We all know that fear of public speaking is up there in the top fears people express, although one American researcher has found that since Donald Trump became President, it's been pushed down to No. 52, with fear of mass shootings now at No. 35. I know from my days as a trainer that the fear of speaking can impact on people's careers, and, at the very least, ruin their enjoyment of sharing their knowledge. That's where Toastmasters—volunteer run—is doing great work building people's skills and confidence in standing up and speaking.
My experience of visiting Toastmasters is that our groups—under the regional leadership of people like Louise McMahon in the Hawkesbury, who was kind enough to invite me to the Toastmasters meetings that she was overseeing when she was president of Hawkesbury, and Heike Tye in the Blue Mountains—are very supportive environments to make mistakes. They're working hard to make sure that it's okay to not be perfect. I'd like particularly to note John Wayland, whose ability to entertain us on the subject of nothing is legendary. The sense of support that comes from Toastmasters comes from every single member of the groups that I've had contact with, from Hawkesbury Valley to Springwood and Glenbrook to Katoomba. They all know they can work together more effectively than struggling on their own. Congratulations to them all.
It probably needed the skills of a former police investigator to get to the bottom of the mystery of Frederick Whirlpool, the first person in Australian uniform to be presented with the Victoria Cross. His medal hangs in the Australian War Memorial, but his name wasn't really Whirlpool. We now know a lot more about him thanks to former police officer and former art gallery director, now turned historian and writer, Alan Leek, whose book, Frederick Whirlpool: Australia's Hidden Victoria Cross, I had the pleasure of launching at the Hawkesbury museum.
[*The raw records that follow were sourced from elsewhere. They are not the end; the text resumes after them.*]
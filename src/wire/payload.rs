use std::net::{Ipv4Addr, SocketAddr};
use std::time::{SystemTime, UNIX_EPOCH};

use byteorder::{LittleEndian, WriteBytesExt};
use rand::Rng;

use crate::error::WireError;
use crate::wire::address::PeerAddress;
use crate::wire::codec::Serializer;
use crate::wire::constants::ADDRESS_FORMAT_VERSION;
use crate::wire::encode::write_varint;
use crate::wire::services::Services;
use crate::wire::state::WireMessage;

/// User agent sent in our `version` payloads.
pub const USER_AGENT: &str = concat!("/btc-wire:", env!("CARGO_PKG_VERSION"), "/");

/// Builds a `version` payload for opening a handshake with `receiver`.
///
/// ```text
/// int32    version
/// uint64   services
/// int64    timestamp
/// net_addr addr_recv     (26 B, no time)
/// net_addr addr_from     (26 B, no time)
/// uint64   nonce
/// var_str  user_agent
/// int32    start_height
/// bool     relay
/// ```
///
/// The `version` message itself is not interpreted by this crate; send the
/// result as an [`UnknownMessage`](crate::wire::UnknownMessage) named
/// `"version"`.
///
/// # Example
///
/// ```
/// use btc_wire::network::NetworkParams;
/// use btc_wire::wire::{build_version_payload, Serializer, Services};
///
/// let serializer = Serializer::new(NetworkParams::mainnet(), false);
/// let payload = build_version_payload(
///     &serializer,
///     Services::NONE,
///     "127.0.0.1:8333".parse().unwrap(),
///     0,
/// )
/// .unwrap();
/// assert_eq!(&payload[..4], &70016i32.to_le_bytes());
/// ```
pub fn build_version_payload(
    serializer: &Serializer,
    services: Services,
    receiver: SocketAddr,
    start_height: i32,
) -> Result<Vec<u8>, WireError> {
    let mut payload = vec![];

    payload.write_i32::<LittleEndian>(serializer.protocol_version() as i32)?;
    payload.write_u64::<LittleEndian>(services.bits())?;

    let now = SystemTime::now()
        .duration_since(UNIX_EPOCH)
        .map(|d| d.as_secs())
        .unwrap_or(0);
    payload.write_i64::<LittleEndian>(now as i64)?;

    let embedded = serializer.with_protocol_version(ADDRESS_FORMAT_VERSION);
    PeerAddress::from_socket_addr(embedded.clone(), receiver).write_to(&mut payload)?;
    PeerAddress::from_ip(embedded, Ipv4Addr::UNSPECIFIED.into(), 0, services).write_to(&mut payload)?;

    let nonce: u64 = rand::thread_rng().r#gen();
    payload.write_u64::<LittleEndian>(nonce)?;

    write_varint(USER_AGENT.len() as u64, &mut payload);
    payload.extend_from_slice(USER_AGENT.as_bytes());

    payload.write_i32::<LittleEndian>(start_height)?;
    payload.push(0); // relay = false

    Ok(payload)
}

#[cfg(test)]
mod tests {
    use super::*;
    use crate::network::NetworkParams;

    #[test]
    fn version_payload_embeds_receiver_without_time() {
        let s = Serializer::new(NetworkParams::regtest(), false);
        let payload = build_version_payload(
            &s,
            Services::NODE_NETWORK,
            "192.168.1.1:18444".parse().unwrap(),
            820_000,
        )
        .unwrap();

        // version(4) services(8) timestamp(8), then addr_recv
        let recv = &payload[20..46];
        assert_eq!(&recv[..8], &0u64.to_le_bytes());
        assert_eq!(&recv[8..24], &[0, 0, 0, 0, 0, 0, 0, 0, 0, 0, 0xFF, 0xFF, 192, 168, 1, 1]);
        assert_eq!(&recv[24..], &18444u16.to_be_bytes());

        let from = &payload[46..72];
        assert_eq!(&from[..8], &1u64.to_le_bytes());

        let ua_len = payload[80] as usize;
        assert_eq!(&payload[81..81 + ua_len], USER_AGENT.as_bytes());
        assert_eq!(payload.len(), 81 + ua_len + 4 + 1);
    }
}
Whirlpool's links with the Hawkesbury are strong. He moved to Victoria in 1859 but then found the Hawkesbury, hiding his past and some of his demons, and, with those, he hid the story of how he came to be awarded the VC. Humphrey James was his real name, and he was awarded the VC for services during the 1857-58 Indian mutiny, where he suffered 17 severe sword wounds that ended his military career.
I'm always fascinated by the stories behind the soldiers who serve in battles and events not of their own making. This era of colonisation by the British took their soldiers around the globe. It was the peak of the East India Company, formed in 1600 for the exploitation of trade with East and South-East Asia and India. The Indian mutiny led to the dissolution of the East India Company and forced the British to reorganise the army, the financial system and the administration in India. It resulted in India being administered directly by the British government in the new British Raj for nearly 100 years.
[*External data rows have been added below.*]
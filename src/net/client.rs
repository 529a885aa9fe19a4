use std::net::SocketAddr;
use std::thread::JoinHandle;
use std::time::Duration;

use parking_lot::Mutex;
use tokio::net::TcpStream;
use tokio::runtime::Builder;
use tokio::sync::{mpsc, watch};
use tokio::task::JoinSet;
use tracing::{debug, info, warn};

use crate::error::NetError;
use crate::net::connection::{Completion, Resolver, StreamConnection, WriteTarget};
use crate::net::handler::{new_registry, ConnectionHandler, Registry};

/// An outbound connect request handed to the reactor thread.
struct PendingConnect {
    addr: SocketAddr,
    connection: Box<dyn StreamConnection>,
    timeout: Duration,
    done: Resolver<SocketAddr>,
}

impl PendingConnect {
    fn fail(mut self, err: NetError) {
        self.connection.connection_closed();
        let _ = self.done.send(Err(err));
    }
}

struct Running {
    requests: mpsc::UnboundedSender<PendingConnect>,
    shutdown: watch::Sender<bool>,
    thread: JoinHandle<()>,
}

/// Opens and drives many outbound connections from one background thread.
///
/// ```no_run
/// # use std::time::Duration;
/// # use btc_wire::net::{ClientConnectionManager, StreamConnection};
/// # fn demo(connection: Box<dyn StreamConnection>) -> Result<(), btc_wire::NetError> {
/// let manager = ClientConnectionManager::new();
/// manager.start()?;
/// let addr = manager
///     .open_connection("127.0.0.1:8333".parse().unwrap(), connection, Duration::from_secs(5))
///     .blocking_wait()?;
/// println!("connected to {addr}");
/// manager.shutdown();
/// # Ok(())
/// # }
/// ```
pub struct ClientConnectionManager {
    running: Mutex<Option<Running>>,
    registry: Registry,
}

impl Default for ClientConnectionManager {
    fn default() -> Self {
        Self::new()
    }
}

impl ClientConnectionManager {
    pub fn new() -> Self {
        Self {
            running: Mutex::new(None),
            registry: new_registry(),
        }
    }

    /// Starts the reactor thread. Starting a running manager does nothing.
    pub fn start(&self) -> Result<(), NetError> {
        let mut running = self.running.lock();
        if running.is_some() {
            return Ok(());
        }

        let runtime = Builder::new_current_thread().enable_all().build()?;
        let (requests, rx) = mpsc::unbounded_channel();
        let (shutdown, shutdown_rx) = watch::channel(false);
        let registry = self.registry.clone();
        let thread = std::thread::Builder::new()
            .name("btc-wire-client".into())
            .spawn(move || runtime.block_on(run(rx, shutdown_rx, registry)))?;

        *running = Some(Running {
            requests,
            shutdown,
            thread,
        });
        info!("client connection manager started");
        Ok(())
    }

    /// Connects to `addr` and hands the socket to `connection`.
    ///
    /// On success the connection has its write target and has been opened
    /// before the completion resolves. On failure or timeout it receives
    /// `connection_closed` and the completion fails.
    pub fn open_connection(
        &self,
        addr: SocketAddr,
        connection: Box<dyn StreamConnection>,
        timeout: Duration,
    ) -> Completion<SocketAddr> {
        let (done, completion) = Completion::channel();
        let running = self.running.lock();
        let Some(running) = running.as_ref() else {
            let _ = done.send(Err(NetError::NotRunning));
            return completion;
        };

        let request = PendingConnect {
            addr,
            connection,
            timeout,
            done,
        };
        if let Err(mpsc::error::SendError(request)) = running.requests.send(request) {
            request.fail(NetError::NotRunning);
        }
        completion
    }

    pub fn connected_count(&self) -> usize {
        self.registry.lock().len()
    }

    /// Asks up to `n` live connections to close.
    pub fn close_connections(&self, n: usize) {
        let victims: Vec<_> = self.registry.lock().values().take(n).cloned().collect();
        for shared in victims {
            shared.close_connection();
        }
    }

    /// Closes every connection and stops the reactor thread.
    ///
    /// Blocks until every `connection_closed` callback has run. Must not be
    /// called from a connection callback.
    pub fn shutdown(&self) {
        let Some(running) = self.running.lock().take() else {
            return;
        };
        let _ = running.shutdown.send(true);
        drop(running.requests);
        if running.thread.join().is_err() {
            warn!("client reactor thread panicked");
        }
        info!("client connection manager stopped");
    }
}

impl Drop for ClientConnectionManager {
    fn drop(&mut self) {
        self.shutdown();
    }
}

async fn run(
    mut requests: mpsc::UnboundedReceiver<PendingConnect>,
    mut shutdown: watch::Receiver<bool>,
    registry: Registry,
) {
    let mut tasks = JoinSet::new();
    loop {
        tokio::select! {
            _ = shutdown.changed() => break,
            request = requests.recv() => match request {
                Some(request) => {
                    tasks.spawn(connect(request, shutdown.clone(), registry.clone()));
                }
                None => break,
            },
            Some(_) = tasks.join_next(), if !tasks.is_empty() => {}
        }
    }

    // Every connection task watches the same signal and closes itself.
    while tasks.join_next().await.is_some() {}

    requests.close();
    while let Ok(request) = requests.try_recv() {
        request.fail(NetError::NotRunning);
    }
}

async fn connect(request: PendingConnect, mut shutdown: watch::Receiver<bool>, registry: Registry) {
    let addr = request.addr;
    debug!(%addr, "connecting");
    let attempt = tokio::time::timeout(request.timeout, TcpStream::connect(addr));
    let outcome = tokio::select! {
        outcome = attempt => outcome,
        _ = shutdown.changed() => {
            request.fail(NetError::NotRunning);
            return;
        }
    };

    let stream = match outcome {
        Ok(Ok(stream)) => stream,
        Ok(Err(e)) => {
            debug!(%addr, error = %e, "connect failed");
            request.fail(NetError::ConnectFailed(e));
            return;
        }
        Err(_) => {
            debug!(%addr, "connect timed out");
            request.fail(NetError::ConnectTimeout);
            return;
        }
    };
    if let Err(e) = stream.set_nodelay(true) {
        debug!(%addr, error = %e, "could not disable nagle");
    }

    let PendingConnect {
        connection, done, ..
    } = request;
    let handler = ConnectionHandler::open(stream, addr, connection, registry);
    let _ = done.send(Ok(addr));
    handler.run(shutdown).await;
}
My point is that this was a time of tumultuous change in parts of the world, and there is so much that we don't know about the lives of the individual men who were part of that time. That's why I say that true investigative skills were needed to reveal the details of Whirlpool's life. Alan Leek honed his skills during his years in the New South Wales Police Force, including leading the investigation into Australia's first political assassination. Whirlpool was presented with his VC by Lady Barkly, the then Victorian governor's wife, when he was a member of the Hawthorn and Kew Volunteer Rifles. His grave, though, now lies in South Windsor, in my electorate, unmarked and neglected. I'm hoping to find a way to fix that and ensure that the Hawkesbury can provide appropriate recognition for a VC awardee, the first to be presented their award publicly in Australia and the first to someone wearing an Australian uniform.
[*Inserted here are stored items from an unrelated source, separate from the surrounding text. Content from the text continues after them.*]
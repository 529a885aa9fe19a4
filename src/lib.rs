//! Bitcoin P2P wire protocol engine.
//!
//! - [`wire`]: message framing and lazily parsed, cache-aware payloads.
//! - [`net`]: a non-blocking reactor for many peer connections.
//! - [`network`]: per-network parameters (magic, default port).
//! - [`config`]: engine settings from TOML and the environment.
pub mod config;
pub mod error;
pub mod net;
pub mod network;
pub mod wire;

pub use error::{NetError, WireError};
Thompson Square is the oldest square in the country and is being dug up and destroyed to make way for a replacement Windsor Bridge. Around a hundred Hawkesbury residents gathered to discuss what changes need to happen to protect and preserve the ever-declining heritage we have in New South Wales. I've put on the record many times my dismay and horror at the willingness of the New South Wales government to override its own heritage advice and the findings of an upper house inquiry and the request of every heritage group, including the National Trust, and its willingness to ignore the request of the former federal environment minister to reconsider the project on heritage grounds. I want to thank shadow New South Wales heritage minister, Penny Sharpe, and shadow minister for local government, Peter Primrose, and Labor's Hawkesbury candidate, Pete Reynolds, for taking part in this important forum.